## [Saved entries]
§ §

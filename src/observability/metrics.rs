use metrics::{counter, describe_counter, describe_histogram, histogram, Unit};
use metrics_exporter_prometheus::{PrometheusBuilder, PrometheusHandle};
use std::sync::{Mutex, OnceLock};
use std::time::Instant;

use crate::error::{AppError, Result};

static METRICS_HANDLE: OnceLock<PrometheusHandle> = OnceLock::new();
static INIT_LOCK: Mutex<()> = Mutex::new(());

/// Global metrics instance.
pub static METRICS: OnceLock<Metrics> = OnceLock::new();

/// Metrics collector for expense settlement.
#[derive(Debug, Clone, Default)]
pub struct Metrics;

impl Metrics {
    pub fn new() -> Self {
        Self
    }

    pub fn record_expense_created(&self, category: &str) {
        counter!("settlement_expenses_total", "category" => category.to_string()).increment(1);
    }

    pub fn record_settle_up(&self, currency: &str) {
        counter!("settlement_settle_ups_total", "currency" => currency.to_string()).increment(1);
    }

    pub fn record_shares_settled(&self, count: u64) {
        counter!("settlement_shares_settled_total").increment(count);
    }

    pub fn record_rejection(&self, operation: &str, reason: &str) {
        counter!("settlement_rejections_total", "operation" => operation.to_string(), "reason" => reason.to_string()).increment(1);
    }

    pub fn record_aggregation(&self, record_count: u64, pair_count: u64) {
        histogram!("settlement_aggregation_record_count").record(record_count as f64);
        histogram!("settlement_aggregation_pair_count").record(pair_count as f64);
    }

    pub fn record_plan(&self, pair_count: u64, transfer_count: u64) {
        histogram!("settlement_plan_pair_count").record(pair_count as f64);
        histogram!("settlement_plan_transfer_count").record(transfer_count as f64);
    }

    pub fn record_planning_latency(&self, duration_ms: f64) {
        histogram!("settlement_plan_duration_ms").record(duration_ms);
    }
}

/// Timer for measuring operation latency.
pub struct LatencyTimer {
    start: Instant,
}

impl LatencyTimer {
    pub fn new() -> Self {
        Self {
            start: Instant::now(),
        }
    }

    pub fn elapsed_ms(&self) -> f64 {
        self.start.elapsed().as_secs_f64() * 1000.0
    }
}

impl Default for LatencyTimer {
    fn default() -> Self {
        Self::new()
    }
}

/// Installs the Prometheus recorder and returns its handle.
///
/// Safe to call more than once; later calls return the first handle.
pub fn init_metrics() -> Result<PrometheusHandle> {
    let _guard = INIT_LOCK
        .lock()
        .map_err(|_| AppError::Internal(anyhow::anyhow!("metrics init lock poisoned")))?;
    if let Some(handle) = METRICS_HANDLE.get() {
        return Ok(handle.clone());
    }

    let handle = PrometheusBuilder::new()
        .install_recorder()
        .map_err(|e| AppError::Internal(anyhow::anyhow!("Failed to install Prometheus recorder: {}", e)))?;
    describe_metrics();

    METRICS.get_or_init(Metrics::new);
    Ok(METRICS_HANDLE.get_or_init(|| handle).clone())
}

fn describe_metrics() {
    describe_counter!("settlement_expenses_total", Unit::Count, "Total number of expenses recorded");
    describe_counter!("settlement_settle_ups_total", Unit::Count, "Total number of settle-up payments recorded");
    describe_counter!("settlement_shares_settled_total", Unit::Count, "Total number of expense shares marked settled");
    describe_counter!("settlement_rejections_total", Unit::Count, "Operations rejected by a business rule");

    describe_histogram!("settlement_aggregation_record_count", Unit::Count, "Records reduced per aggregation");
    describe_histogram!("settlement_aggregation_pair_count", Unit::Count, "Net balance pairs per aggregation");
    describe_histogram!("settlement_plan_pair_count", Unit::Count, "Net balance pairs fed into the planner");
    describe_histogram!("settlement_plan_transfer_count", Unit::Count, "Transfers per settlement plan");
    describe_histogram!("settlement_plan_duration_ms", Unit::Milliseconds, "Settlement planning latency in milliseconds");
}

/// Returns the global metrics instance.
pub fn get_metrics() -> &'static Metrics {
    METRICS.get_or_init(Metrics::new)
}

§ §

## [The problem]
Locate the word "PrometheusBuilder" in the records above, and return each line that has it.

## [Answer to the problem]
use metrics_exporter_prometheus::{PrometheusBuilder, PrometheusHandle};
    let handle = PrometheusBuilder::new()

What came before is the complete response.